The Motor Tracts.—It is now generally accepted that there are two paths by which motor impulses pass from the brain: one—the rubro-spinal tract—which controls the more elemental movements of the body, such as standing, walking, breathing, etc.; the other—the pyramidal tract—developed later in the evolution of the nervous system, and concerned with the finer and more skilled movements.
The pyramidal tract is the more important clinically. From the pyramidal cells in the cortex of the Rolandic area, the axis cylinders pass through the centrum ovale towards the base of the brain. They converge at the internal capsule, and pass through the anterior two-thirds of its posterior limb ([Figs. 180] and [195]). The fibres for the eyes, face, and tongue lie farthest forward, and next in order from before backward, those for the arm and the leg.
From the internal capsule, the motor fibres pass as the pyramidal tract through the crusta of each crus cerebri, the pons and the medulla oblongata. Throughout this part of its course, numerous axons leave the tract, and enter the mid-brain, pons, and medulla in which lie the nuclei of the motor cranial nerves.

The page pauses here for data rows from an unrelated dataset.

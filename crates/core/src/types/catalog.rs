//! Read-only catalog types: products and categories.
//!
//! These mirror the backend's `products` and `categories` tables. The wire
//! format is camelCase JSON with prices as plain numbers.

use rust_decimal::Decimal;
use serde::{Deserialize, Deserializer, Serialize};

use super::id::{CategoryId, ProductId};
use super::price::Price;

/// A product as served by `GET /api/products`.
#[derive(Debug, Clone, PartialEq, Serialize, Deserialize)]
#[serde(rename_all = "camelCase")]
pub struct Product {
    pub id: ProductId,
    pub slug: String,
    pub name: String,
    #[serde(default)]
    pub description: Option<String>,
    #[serde(with = "rust_decimal::serde::float")]
    pub price: Decimal,
    #[serde(default, with = "rust_decimal::serde::float_option")]
    pub sale_price: Option<Decimal>,
    pub category_id: CategoryId,
    #[serde(default, deserialize_with = "flag_or_false")]
    pub featured: bool,
    #[serde(default, deserialize_with = "flag_or_false")]
    pub best_seller: bool,
    #[serde(default, deserialize_with = "flag_or_false")]
    pub new_arrival: bool,
    #[serde(default = "default_in_stock", deserialize_with = "flag_or_true")]
    pub in_stock: bool,
    #[serde(default)]
    pub colors: Option<Vec<String>>,
    #[serde(default)]
    pub sizes: Option<Vec<String>>,
    pub image: String,
}

impl Product {
    /// The price a shopper pays: the sale price when set, else the list price.
    #[must_use]
    pub fn effective_price(&self) -> Decimal {
        self.sale_price.unwrap_or(self.price)
    }

    /// Whether the product is currently discounted.
    #[must_use]
    pub const fn is_on_sale(&self) -> bool {
        self.sale_price.is_some()
    }

    /// The shopper-facing price in the store currency.
    #[must_use]
    pub fn display_price(&self) -> Price {
        Price::usd(self.effective_price())
    }

    /// Color options, empty when the product has none.
    #[must_use]
    pub fn color_options(&self) -> &[String] {
        self.colors.as_deref().unwrap_or_default()
    }

    /// Size options, empty when the product has none.
    #[must_use]
    pub fn size_options(&self) -> &[String] {
        self.sizes.as_deref().unwrap_or_default()
    }
}

/// A product category.
#[derive(Debug, Clone, PartialEq, Eq, Serialize, Deserialize)]
#[serde(rename_all = "camelCase")]
pub struct Category {
    pub id: CategoryId,
    pub name: String,
    pub slug: String,
    #[serde(default)]
    pub description: Option<String>,
    #[serde(default)]
    pub image: Option<String>,
}

const fn default_in_stock() -> bool {
    true
}

// Flag columns are nullable with a default, so `null` means "use the default".
fn flag_or_false<'de, D: Deserializer<'de>>(deserializer: D) -> Result<bool, D::Error> {
    Ok(Option::<bool>::deserialize(deserializer)?.unwrap_or(false))
}

fn flag_or_true<'de, D: Deserializer<'de>>(deserializer: D) -> Result<bool, D::Error> {
    Ok(Option::<bool>::deserialize(deserializer)?.unwrap_or(true))
}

At the decussation of the pyramids in the lower third of the medulla, the main mass of the motor fibres crosses the middle line, and enters the lateral column of the spinal cord as the crossed pyramidal tract. The remaining fibres pass down as the direct pyramidal tract, and decussate in the cord near their termination.

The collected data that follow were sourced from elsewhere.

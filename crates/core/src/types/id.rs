//! Newtype IDs for type-safe entity references.
//!
//! Use the `define_id!` macro to create ID wrappers that keep a cart line id
//! from ever being passed where a product id is expected.

/// Macro to define a type-safe ID wrapper.
///
/// Creates a newtype wrapper around `i32` (the backend uses serial keys) with:
/// - `Serialize`/`Deserialize` with `#[serde(transparent)]`
/// - `Debug`, `Clone`, `Copy`, `PartialEq`, `Eq`, `Hash`, `PartialOrd`, `Ord`
/// - Conversion methods: `new()`, `as_i32()`
/// - `Display`, `FromStr`, `From<i32>` and `Into<i32>` implementations
///
/// # Example
///
/// ```rust
/// # use maison_core::define_id;
/// define_id!(ProductId);
/// define_id!(LineItemId);
///
/// let product_id = ProductId::new(10);
/// let line_id = LineItemId::new(10);
///
/// // These are different types, so this won't compile:
/// // let _: ProductId = line_id;
/// ```
#[macro_export]
macro_rules! define_id {
    ($name:ident) => {
        #[derive(
            Debug,
            Clone,
            Copy,
            PartialEq,
            Eq,
            Hash,
            PartialOrd,
            Ord,
            ::serde::Serialize,
            ::serde::Deserialize
        )]
        #[serde(transparent)]
        pub struct $name(i32);

        impl $name {
            /// Create a new ID from an i32 value.
            #[must_use]
            pub const fn new(id: i32) -> Self {
                Self(id)
            }

            /// Get the underlying i32 value.
            #[must_use]
            pub const fn as_i32(&self) -> i32 {
                self.0
            }
        }

        impl ::core::fmt::Display for $name {
            fn fmt(&self, f: &mut ::core::fmt::Formatter<'_>) -> ::core::fmt::Result {
                write!(f, "{}", self.0)
            }
        }

        impl ::core::str::FromStr for $name {
            type Err = ::core::num::ParseIntError;

            fn from_str(s: &str) -> ::core::result::Result<Self, Self::Err> {
                s.parse::<i32>().map(Self)
            }
        }

        impl From<i32> for $name {
            fn from(id: i32) -> Self {
                Self(id)
            }
        }

        impl From<$name> for i32 {
            fn from(id: $name) -> Self {
                id.0
            }
        }
    };
}

define_id!(ProductId);
define_id!(CategoryId);
define_id!(LineItemId);
define_id!(WishlistEntryId);

#[cfg(test)]
#[allow(clippy::unwrap_used)]
mod tests {
    use super::*;

    #[test]
    fn test_id_serializes_transparently() {
        let id = LineItemId::new(42);
        assert_eq!(serde_json::to_string(&id).unwrap(), "42");

        let parsed: ProductId = serde_json::from_str("7").unwrap();
        assert_eq!(parsed, ProductId::new(7));
    }

    #[test]
    fn test_id_from_str() {
        assert_eq!("15".parse::<ProductId>().unwrap(), ProductId::new(15));
        assert!("abc".parse::<ProductId>().is_err());
    }

    #[test]
    fn test_id_display() {
        assert_eq!(WishlistEntryId::new(3).to_string(), "3");
    }
}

The fibres forming the second path pass through the red nucleus in the cerebral peduncle (crus cerebri) and thence by way of the rubro-spinal tract in the lateral column of the cord.
The existence of this double motor path explains how after a hemiplegic stroke in which the pyramidal tract is destroyed while the rubro-spinal tract escapes, the patient is able to perform such primitive movements as are involved in walking or standing, while he is unable to carry out finer movements that require higher education.
The pyramidal and rubro-spinal tracts, in addition to conveying motor impulses, convey impulses that influence muscle tonus and the deep reflexes. The pyramidal tract conveys impulses that inhibit muscle tonus, while the rubro-spinal tract is the path by which excitatory impulses travel. When the inhibitory influences are cut off, as in a lesion of the internal capsule, the paralysed muscles become spastic, and the deep reflexes are exaggerated. When the excitatory impulses are also lost, as in a total transverse lesion of the cord, the paralysed muscles are flaccid and the deep reflexes disappear. In destructive lesions of the lower neurones, the muscles are always flaccid.
The axons passing from the cerebral cortex terminate at different levels in the cord by breaking up into dendrites which arborise around the cells on the grey matter of the posterior horns—this system of cells, axons, and dendritic processes forming an upper neurone. From this synapsis the lower neurone proceeds, its axons travelling to the anterior horn and arborising around the motor cells. The axis cylinders pass out in the anterior nerve roots to the spinal nerves and are continued in them to their distribution in voluntary muscles.
If the continuity of any group of these lower neurones is interrupted, not only do the nerve fibres degenerate, but the nutrition of the muscles supplied by them is interfered with and they rapidly degenerate and waste, and after an interval show the reaction of degeneration. In addition, the reflex arc is disturbed, and reflexes are lost. As these changes do not occur in lesions of the upper neurones, an appreciation of the differences enables us to distinguish between lesions implicating the upper and the lower neurones.
Sensory Functions and Mechanism.—Three kinds of sensory impulses pass from the periphery to the brain; (1) deep, or muscular sensibility, (2) protopathic sensibility, and (3) epicritic sensibility.